The slowly emerging picture of how Israel’s military is harnessing AI comes against a backdrop of growing concerns about the risks posed to civilians as advanced militaries around the world expand the use of complex and opaque automated systems on the battlefield.
“Other states are going to be watching and learning,” said a former White House security official familiar with the US military’s use of autonomous systems.
The Israel-Hamas war, they said, would be an “important moment if the IDF is using AI in a significant way to make targeting choices with life-and-death consequences”.
From 50 targets a year to 100 a day
In early November, the IDF said “more than 12,000” targets in Gaza had been identified by its target administration division.
Describing the unit’s targeting process, an official said: “We work without compromise in defining who and what the enemy is. The operatives of Hamas are not immune – no matter where they hide.”
The activities of the division, formed in 2019 in the IDF’s intelligence directorate, are classified.
However a short statement on the IDF website claimed it was using an AI-based system called Habsora (the Gospel, in English) in the war against Hamas to “produce targets at a fast pace”.
The IDF said that “through the rapid and automatic extraction of intelligence”, the Gospel produced targeting recommendations for its researchers “with the goal of a complete match between the recommendation of the machine and the identification carried out by a person”.

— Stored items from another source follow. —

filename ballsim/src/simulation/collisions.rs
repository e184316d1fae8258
//! Pairwise elastic collision resolution
//!
//! Every unordered pair is visited once per step, outer index ascending and
//! inner index from outer + 1 ascending. Pairs are resolved immediately, so a
//! body caught in two overlaps sees the first result when the second one is
//! computed.
//!
//! Within a pair the later body in the list is the *mover*: it is snapped
//! back to touching distance, measured from the earlier body (the *anchor*),
//! which keeps its position. Radius stands in for mass.

use tracing::debug;

use super::params::CoincidentPolicy;
use super::states::{Body, System};
use super::vector::perpendicular;

/// Result of checking a single pair
#[derive(Debug, Clone, Copy, PartialEq, Eq)]
pub enum PairOutcome {
    Separate,   // no overlap, nothing touched
    Resolved,   // overlap corrected and velocities exchanged
    Coincident, // centres coincide; handled per `CoincidentPolicy`
}

/// Counts from one sweep over all pairs
#[derive(Debug, Clone, Copy, Default, PartialEq, Eq)]
pub struct CollisionStats {
    pub contacts: usize,   // pairs resolved
    pub coincident: usize, // pairs with a zero-length normal
}

/// Check one pair and, if the circles touch or overlap, resolve it.
///
/// `mover` is repositioned to `anchor.x + n * (r_mover + r_anchor)`; both
/// velocities get the 1D elastic formula along the normal `n` and keep their
/// tangential part.
pub fn resolve_pair(mover: &mut Body, anchor: &mut Body, policy: CoincidentPolicy) -> PairOutcome {
    let ri = mover.radius();
    let rj = anchor.radius();
    let r_sum = ri + rj;

    let delta = mover.x - anchor.x;
    let distance = delta.norm();
    if distance > r_sum {
        return PairOutcome::Separate;
    }

    let degenerate = distance == 0.0;
    if degenerate && policy == CoincidentPolicy::Skip {
        return PairOutcome::Coincident;
    }

    // Propagate divides by zero here on purpose
    let n = delta / distance;
    let t = perpendicular(&n);

    mover.x = anchor.x + n * r_sum;

    let vi_n = mover.v.dot(&n);
    let vj_n = anchor.v.dot(&n);
    let vi_t = mover.v.dot(&t);
    let vj_t = anchor.v.dot(&t);

    let vi_n_after = (vi_n * (ri - rj) + 2.0 * rj * vj_n) / r_sum;
    let vj_n_after = (vj_n * (rj - ri) + 2.0 * ri * vi_n) / r_sum;

    mover.v = n * vi_n_after + t * vi_t;
    anchor.v = n * vj_n_after + t * vj_t;

    if degenerate {
        PairOutcome::Coincident
    } else {
        PairOutcome::Resolved
    }
}

/// Sweep every pair once, sequentially, in list order
pub fn resolve_collisions(sys: &mut System, policy: CoincidentPolicy) -> CollisionStats {
    let mut stats = CollisionStats::default();
    let n = sys.bodies.len();

    for i in 0..n {
        // left[i] is the anchor, everything in `right` comes later in the list
        let (left, right) = sys.bodies.split_at_mut(i + 1);
        let anchor = &mut left[i];

        for (k, mover) in right.iter_mut().enumerate() {
            match resolve_pair(mover, anchor, policy) {
                PairOutcome::Separate => {}
                PairOutcome::Resolved => stats.contacts += 1,
                PairOutcome::Coincident => {
                    debug!(anchor = i, mover = i + 1 + k, ?policy, "coincident body centres");
                    stats.coincident += 1;
                }
            }
        }
    }

    stats
}
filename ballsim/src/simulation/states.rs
//! Core state types for the bouncing-body simulation.
//!
//! - `Body`         one circular particle (position, velocity, acceleration, radius)
//! - `System`       the ordered body list plus the number of completed steps
//! - `BodySnapshot` the read-only view handed to a renderer each frame

use rand::Rng;

use super::vector::{random_between, random_in_range, NVec2};

/// Radius range for randomly spawned bodies, [min, max)
pub const MIN_RADIUS: f64 = 5.0;
pub const MAX_RADIUS: f64 = 50.0;

#[derive(Debug, Clone, PartialEq)]
pub struct Body {
    pub x: NVec2, // position (centre)
    pub v: NVec2, // velocity, units per step
    pub a: NVec2, // acceleration for the current step only
    radius: f64,  // fixed at construction
}

impl Body {
    /// Body with explicit state and zero acceleration
    pub fn new(x: NVec2, v: NVec2, radius: f64) -> Self {
        Self {
            x,
            v,
            a: NVec2::zeros(),
            radius,
        }
    }

    /// Body at `(x, y)` with velocity in [-1, 1)² and radius in [5, 50)
    pub fn random<R: Rng + ?Sized>(rng: &mut R, x: f64, y: f64) -> Self {
        let v = random_in_range(rng, -1.0, 1.0, -1.0, 1.0);
        let radius = random_between(rng, MIN_RADIUS, MAX_RADIUS);
        Self::new(NVec2::new(x, y), v, radius)
    }

    pub fn radius(&self) -> f64 {
        self.radius
    }

    /// Accumulate external acceleration, consumed by the next `integrate`
    pub fn add_acceleration(&mut self, a: NVec2) {
        self.a += a;
    }

    /// Semi-implicit Euler with a unit step: x += v, v += a, a = 0
    pub fn integrate(&mut self) {
        self.x += self.v;
        self.v += self.a;
        self.a = NVec2::zeros();
    }

    /// Flip the velocity component of any axis whose wall the body touches.
    /// Position is left alone, so a fast body can overshoot for a frame
    pub fn reflect_off_bounds(&mut self, width: f64, height: f64) {
        if self.x.x - self.radius <= 0.0 || self.x.x + self.radius >= width {
            self.v.x = -self.v.x;
        }
        if self.x.y - self.radius <= 0.0 || self.x.y + self.radius >= height {
            self.v.y = -self.v.y;
        }
    }

    pub fn snapshot(&self) -> BodySnapshot {
        BodySnapshot {
            position: self.x,
            radius: self.radius,
        }
    }

    /// True when every component of position, velocity and acceleration is finite
    pub fn is_finite(&self) -> bool {
        self.x.iter().chain(self.v.iter()).chain(self.a.iter()).all(|c| c.is_finite())
    }
}

#[derive(Debug, Clone, Default)]
pub struct System {
    pub bodies: Vec<Body>, // insertion order, only used to visit each pair once
    pub t: u64,            // completed steps
}

/// What the renderer gets for each body, every frame
#[derive(Debug, Clone, Copy, PartialEq)]
pub struct BodySnapshot {
    pub position: NVec2,
    pub radius: f64,
}
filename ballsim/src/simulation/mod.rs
pub mod vector;
pub mod states;
pub mod params;
pub mod engine;
pub mod forces;
pub mod collisions;
pub mod integrator;
pub mod scenario;
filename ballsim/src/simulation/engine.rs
//! The owned simulation object
//!
//! `Simulation` bundles the body system, the runtime parameters and the
//! external acceleration set, and advances them one discrete step at a time.
//! The driver decides when to call `step()`; nothing here knows about frames
//! or wall-clock time.

use rand::Rng;
use tracing::{debug, warn};

use crate::configuration::error::ConfigError;
use super::collisions::{resolve_collisions, CollisionStats};
use super::forces::AccelSet;
use super::integrator::euler_integrator;
use super::params::{Parameters, SPAWN_MARGIN};
use super::states::{Body, BodySnapshot, System};
use super::vector::{random_in_range, NVec2};

/// What happened during one `step()`
#[derive(Debug, Clone, Copy, PartialEq, Eq)]
pub struct StepReport {
    pub step: u64,         // step number just completed, starting at 1
    pub contacts: usize,   // pairs resolved
    pub coincident: usize, // pairs with coincident centres
}

pub struct Simulation {
    system: System,
    parameters: Parameters,
    forces: AccelSet,
    accel_buf: Vec<NVec2>, // scratch for `forces`, reused across steps
}

impl Simulation {
    /// Simulation over an explicit body list
    pub fn from_bodies(parameters: Parameters, bodies: Vec<Body>) -> Result<Self, ConfigError> {
        parameters.validate_dimensions()?;
        if bodies.is_empty() {
            return Err(ConfigError::NoBodies);
        }

        debug!(
            bodies = bodies.len(),
            width = parameters.width,
            height = parameters.height,
            "simulation created"
        );

        Ok(Self {
            system: System { bodies, t: 0 },
            parameters,
            forces: AccelSet::new(),
            accel_buf: Vec::new(),
        })
    }

    /// Simulation with `parameters.body_count` random bodies placed in
    /// `[50, width - 50] x [50, height - 50]`
    pub fn with_random_bodies<R: Rng + ?Sized>(parameters: Parameters, rng: &mut R) -> Result<Self, ConfigError> {
        parameters.validate_dimensions()?;
        let bodies = spawn_random_bodies(&parameters, parameters.body_count, rng);
        Self::from_bodies(parameters, bodies)
    }

    /// Replace the external acceleration set
    pub fn with_forces(mut self, forces: AccelSet) -> Self {
        self.forces = forces;
        self
    }

    /// Advance one unit step: external accelerations, collisions, then
    /// integration and wall bounce for every body in list order
    pub fn step(&mut self) -> StepReport {
        self.apply_forces();

        let stats = self.resolve_collisions();
        euler_integrator(&mut self.system, self.parameters.width, self.parameters.height);
        self.system.t += 1;

        StepReport {
            step: self.system.t,
            contacts: stats.contacts,
            coincident: stats.coincident,
        }
    }

    /// One sequential sweep over every pair, without integrating
    pub fn resolve_collisions(&mut self) -> CollisionStats {
        resolve_collisions(&mut self.system, self.parameters.coincident)
    }

    fn apply_forces(&mut self) {
        if self.forces.is_empty() {
            return;
        }
        self.accel_buf.resize(self.system.bodies.len(), NVec2::zeros());
        self.forces.accumulate_accels(&self.system, &mut self.accel_buf);
        for (b, a) in self.system.bodies.iter_mut().zip(self.accel_buf.iter()) {
            b.add_acceleration(*a);
        }
    }

    /// Read-only view for the renderer, in list order
    pub fn snapshot(&self) -> Vec<BodySnapshot> {
        self.system.bodies.iter().map(Body::snapshot).collect()
    }

    pub fn bodies(&self) -> &[Body] {
        &self.system.bodies
    }

    /// Mutable access for drivers that inject per-step input (e.g. `add_acceleration`)
    pub fn bodies_mut(&mut self) -> &mut [Body] {
        &mut self.system.bodies
    }

    pub fn system(&self) -> &System {
        &self.system
    }

    pub fn parameters(&self) -> &Parameters {
        &self.parameters
    }

    pub fn width(&self) -> f64 {
        self.parameters.width
    }

    pub fn height(&self) -> f64 {
        self.parameters.height
    }

    /// Completed steps
    pub fn steps(&self) -> u64 {
        self.system.t
    }
}

/// `count` random bodies placed inside the spawn margin
pub(crate) fn spawn_random_bodies<R: Rng + ?Sized>(parameters: &Parameters, count: usize, rng: &mut R) -> Vec<Body> {
    let (w, h) = (parameters.width, parameters.height);
    if w <= 2.0 * SPAWN_MARGIN || h <= 2.0 * SPAWN_MARGIN {
        warn!(width = w, height = h, margin = SPAWN_MARGIN, "plane is smaller than the spawn margin, bodies may start outside it");
    }

    (0..count)
        .map(|_| {
            let p = random_in_range(rng, SPAWN_MARGIN, w - SPAWN_MARGIN, SPAWN_MARGIN, h - SPAWN_MARGIN);
            Body::random(rng, p.x, p.y)
        })
        .collect()
}
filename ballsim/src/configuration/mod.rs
pub mod config;
pub mod error;
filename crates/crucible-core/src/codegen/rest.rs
//! Source units for REST endpoint functions.

use std::sync::Arc;

use crate::error::Result;
use crate::metadata::{RestFunctionMeta, RestStore};

use super::{
    push_body, require_body, SourceKind, SourceUnit, SourceUnitBuilder, SourceUnitProvider,
};

/// Renders one REST function into a `RestFunction` unit.
pub struct RestFunctionBuilder {
    function: RestFunctionMeta,
}

impl RestFunctionBuilder {
    pub fn new(function: &RestFunctionMeta) -> Self {
        Self {
            function: function.clone(),
        }
    }
}

impl SourceUnitBuilder for RestFunctionBuilder {
    fn kind(&self) -> SourceKind {
        SourceKind::RestFunction
    }

    fn build(&self) -> Result<SourceUnit> {
        let body = require_body(&self.function.name, &self.function.body)?;

        let name = self.function.qualified_name();
        let simple = name.simple_name();
        let mut code = String::new();
        code.push_str(&format!(
            "// Generated from REST function \"{}\". Regenerated on every rebuild.\n",
            self.function.name
        ));
        code.push_str("use crucible_api::prelude::*;\n\n");
        code.push_str("#[derive(Default)]\n");
        code.push_str(&format!("pub struct {simple};\n\n"));
        code.push_str(&format!("impl RestFunction for {simple} {{\n"));
        code.push_str("    fn call(&mut self, context: &mut RestContext) -> FunctionResult<Value> {\n");
        push_body(&mut code, body);
        code.push_str("    }\n}\n\n");
        code.push_str(&format!(
            "crucible_api::export_function!({simple}, Rest, {});\n",
            name.entry_symbol()
        ));

        Ok(SourceUnit::new(name, self.kind(), code))
    }

    fn build_template(&self) -> String {
        self.function.body.clone()
    }
}

/// Enumerates REST functions from the REST store.
pub struct RestCodeProvider {
    store: Arc<dyn RestStore>,
}

impl RestCodeProvider {
    pub fn new(store: Arc<dyn RestStore>) -> Self {
        Self { store }
    }

    pub fn function_template(&self, function: &RestFunctionMeta) -> String {
        RestFunctionBuilder::new(function).build_template()
    }

    pub fn function_source(&self, function: &RestFunctionMeta) -> Result<SourceUnit> {
        RestFunctionBuilder::new(function).build()
    }
}

impl SourceUnitProvider for RestCodeProvider {
    fn builders(&self) -> Vec<Box<dyn SourceUnitBuilder>> {
        self.store
            .list()
            .iter()
            .map(|f| Box::new(RestFunctionBuilder::new(f)) as Box<dyn SourceUnitBuilder>)
            .collect()
    }
}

Multiple sources familiar with the IDF’s targeting processes confirmed the existence of the Gospel to +972/Local Call, saying it had been used to produce automated recommendations for attacking targets, such as the private homes of individuals suspected of being Hamas or Islamic Jihad operatives.
In recent years, the target division has helped the IDF build a database of what sources said was between 30,000 and 40,000 suspected militants. Systems such as the Gospel, they said, had played a critical role in building lists of individuals authorised to be assassinated.
Aviv Kochavi, who served as the head of the IDF until January, has said the target division is “powered by AI capabilities” and includes hundreds of officers and soldiers.
In an interview published before the war, he said it was “a machine that produces vast amounts of data more effectively than any human, and translates it into targets for attack”.
According to Kochavi, “once this machine was activated” in Israel’s 11-day war with Hamas in May 2021 it generated 100 targets a day. “To put that into perspective, in the past we would produce 50 targets in Gaza per year. Now, this machine produces 100 targets a single day, with 50% of them being attacked.”
Precisely what forms of data are ingested into the Gospel is not known. But experts said AI-based decision support systems for targeting would typically analyse large sets of information from a range of sources, such as drone footage, intercepted communications, surveillance data and information drawn from monitoring the movements and behaviour patterns of individuals and large groups.
The target division was created to address a chronic problem for the IDF: in earlier operations in Gaza, the air force repeatedly ran out of targets to strike. Since senior Hamas officials disappeared into tunnels at the start of any new offensive, sources said, systems such as the Gospel allowed the IDF to locate and attack a much larger pool of more junior operatives.
One official, who worked on targeting decisions in previous Gaza operations, said the IDF had not previously targeted the homes of junior Hamas members for bombings. They said they believed that had changed for the present conflict, with the houses of suspected Hamas operatives now targeted regardless of rank.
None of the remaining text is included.